▸ **Action item**:
Please print the records below exactly as they are written.

:: Material shown ::

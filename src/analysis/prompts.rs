// Copyright (c) 2025 Fabstir
// SPDX-License-Identifier: BUSL-1.1
//! Prompt templates sent to the text generator

/// Stand-in for the object list when the detector found nothing
pub const UNKNOWN_OBJECT: &str = "an unknown object";

/// Join detected labels for interpolation into a prompt
pub fn objects_phrase<S: AsRef<str>>(objects: &[S]) -> String {
    if objects.is_empty() {
        return UNKNOWN_OBJECT.to_string();
    }
    objects
        .iter()
        .map(|o| o.as_ref())
        .collect::<Vec<_>>()
        .join(", ")
}

pub fn paragraph_prompt(objects: &str, scene: &str) -> String {
    format!("Write a short paragraph about {} in a {}.", objects, scene)
}

pub fn poem_prompt(objects: &str, scene: &str) -> String {
    format!("Write a short poem about {} in a {}.", objects, scene)
}
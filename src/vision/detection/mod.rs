// Copyright (c) 2025 Fabstir
// SPDX-License-Identifier: BUSL-1.1
//! Object detection
//!
//! Letterboxed YOLOv8 inference over COCO classes, followed by confidence
//! filtering and class-aware non-maximum suppression.

pub mod labels;
pub mod model;
pub mod postprocess;
pub mod preprocessing;

pub use labels::{class_name, COCO_CLASSES};
pub use model::YoloDetector;
pub use postprocess::{non_max_suppression, parse_yolo_output, DetectionParams};
pub use preprocessing::{preprocess_for_detection, Letterbox, DETECTOR_INPUT_SIZE};
//! Polling encoder demo
//!
//! Polls a KY-040 rotary encoder module on the Raspberry Pi Pico 2 and logs
//! position changes and button presses via defmt. The encoder is sampled
//! every millisecond; the delay is awaited, so the executor stays free for
//! other tasks.
//!
//! # Wiring
//!
//! | Signal | Pico 2 Pin | Notes                       |
//! |--------|------------|-----------------------------|
//! | CLK    | GP17       | Phase A                     |
//! | DT     | GP18       | Phase B                     |
//! | SW     | GP27       | Active-low, pull-up enabled |

#![no_std]
#![no_main]

use defmt::*;
use embassy_executor::Spawner;
use embassy_rp as hal;
use embassy_rp::block::ImageDef;
use embassy_rp::gpio::{Input, Pull};
use embassy_time::Delay;
use {defmt_rtt as _, panic_probe as _};

use poll_encoder::{EmbassyClock, Encoder, EncoderPins, HalInputs};

/// Tell the Boot ROM about our application.
#[link_section = ".start_block"]
#[used]
pub static IMAGE_DEF: ImageDef = hal::block::ImageDef::secure_exe();

#[embassy_executor::main]
async fn main(_spawner: Spawner) {
    let p = embassy_rp::init(Default::default());

    // --- Encoder pins (the module has its own pull-ups on CLK/DT) ---
    let clk = Input::new(p.PIN_17, Pull::None);
    let dt = Input::new(p.PIN_18, Pull::None);
    let sw = Input::new(p.PIN_27, Pull::Up);

    let inputs = HalInputs::new(clk, dt, sw);
    let mut encoder = match Encoder::new(inputs, EmbassyClock, Delay, EncoderPins::lines()) {
        Ok(encoder) => encoder,
        Err(e) => defmt::panic!("Encoder init failed: {}", e),
    };

    info!("Encoder example started, rotate the knob or press it");

    let mut last_count = encoder.count();

    loop {
        match encoder.update_async().await {
            Ok(pressed) => {
                if pressed {
                    info!("Button pressed at count {}", encoder.count());
                }
            }
            Err(e) => error!("Poll failed: {}", e),
        }

        let count = encoder.count();
        if count != last_count {
            info!("Count: {} ({})", count, encoder.direction());
            last_count = count;
        }
    }
}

:::

▸ **Solution to the exercise**:
filename src/analysis/prompts.rs
// Copyright (c) 2025 Fabstir
// SPDX-License-Identifier: BUSL-1.1
//! Prompt templates sent to the text generator

/// Stand-in for the object list when the detector found nothing
pub const UNKNOWN_OBJECT: &str = "an unknown object";

/// Join detected labels for interpolation into a prompt
pub fn objects_phrase<S: AsRef<str>>(objects: &[S]) -> String {
    if objects.is_empty() {
        return UNKNOWN_OBJECT.to_string();
    }
    objects
        .iter()
        .map(|o| o.as_ref())
        .collect::<Vec<_>>()
        .join(", ")
}

pub fn paragraph_prompt(objects: &str, scene: &str) -> String {
    format!("Write a short paragraph about {} in a {}.", objects, scene)
}

pub fn poem_prompt(objects: &str, scene: &str) -> String {
    format!("Write a short poem about {} in a {}.", objects, scene)
}
filename src/vision/detection/mod.rs
// Copyright (c) 2025 Fabstir
// SPDX-License-Identifier: BUSL-1.1
//! Object detection
//!
//! Letterboxed YOLOv8 inference over COCO classes, followed by confidence
//! filtering and class-aware non-maximum suppression.

pub mod labels;
pub mod model;
pub mod postprocess;
pub mod preprocessing;

pub use labels::{class_name, COCO_CLASSES};
pub use model::YoloDetector;
pub use postprocess::{non_max_suppression, parse_yolo_output, DetectionParams};
pub use preprocessing::{preprocess_for_detection, Letterbox, DETECTOR_INPUT_SIZE};
//! Polling encoder demo
//!
//! Polls a KY-040 rotary encoder module on the Raspberry Pi Pico 2 and logs
//! position changes and button presses via defmt. The encoder is sampled
//! every millisecond; the delay is awaited, so the executor stays free for
//! other tasks.
//!
//! # Wiring
//!
//! | Signal | Pico 2 Pin | Notes                       |
//! |--------|------------|-----------------------------|
//! | CLK    | GP17       | Phase A                     |
//! | DT     | GP18       | Phase B                     |
//! | SW     | GP27       | Active-low, pull-up enabled |

#![no_std]
#![no_main]

use defmt::*;
use embassy_executor::Spawner;
use embassy_rp as hal;
use embassy_rp::block::ImageDef;
use embassy_rp::gpio::{Input, Pull};
use embassy_time::Delay;
use {defmt_rtt as _, panic_probe as _};

use poll_encoder::{EmbassyClock, Encoder, EncoderPins, HalInputs};

/// Tell the Boot ROM about our application.
#[link_section = ".start_block"]
#[used]
pub static IMAGE_DEF: ImageDef = hal::block::ImageDef::secure_exe();

#[embassy_executor::main]
async fn main(_spawner: Spawner) {
    let p = embassy_rp::init(Default::default());

    // --- Encoder pins (the module has its own pull-ups on CLK/DT) ---
    let clk = Input::new(p.PIN_17, Pull::None);
    let dt = Input::new(p.PIN_18, Pull::None);
    let sw = Input::new(p.PIN_27, Pull::Up);

    let inputs = HalInputs::new(clk, dt, sw);
    let mut encoder = match Encoder::new(inputs, EmbassyClock, Delay, EncoderPins::lines()) {
        Ok(encoder) => encoder,
        Err(e) => defmt::panic!("Encoder init failed: {}", e),
    };

    info!("Encoder example started, rotate the knob or press it");

    let mut last_count = encoder.count();

    loop {
        match encoder.update_async().await {
            Ok(pressed) => {
                if pressed {
                    info!("Button pressed at count {}", encoder.count());
                }
            }
            Err(e) => error!("Poll failed: {}", e),
        }

        let count = encoder.count();
        if count != last_count {
            info!("Count: {} ({})", count, encoder.direction());
            last_count = count;
        }
    }
}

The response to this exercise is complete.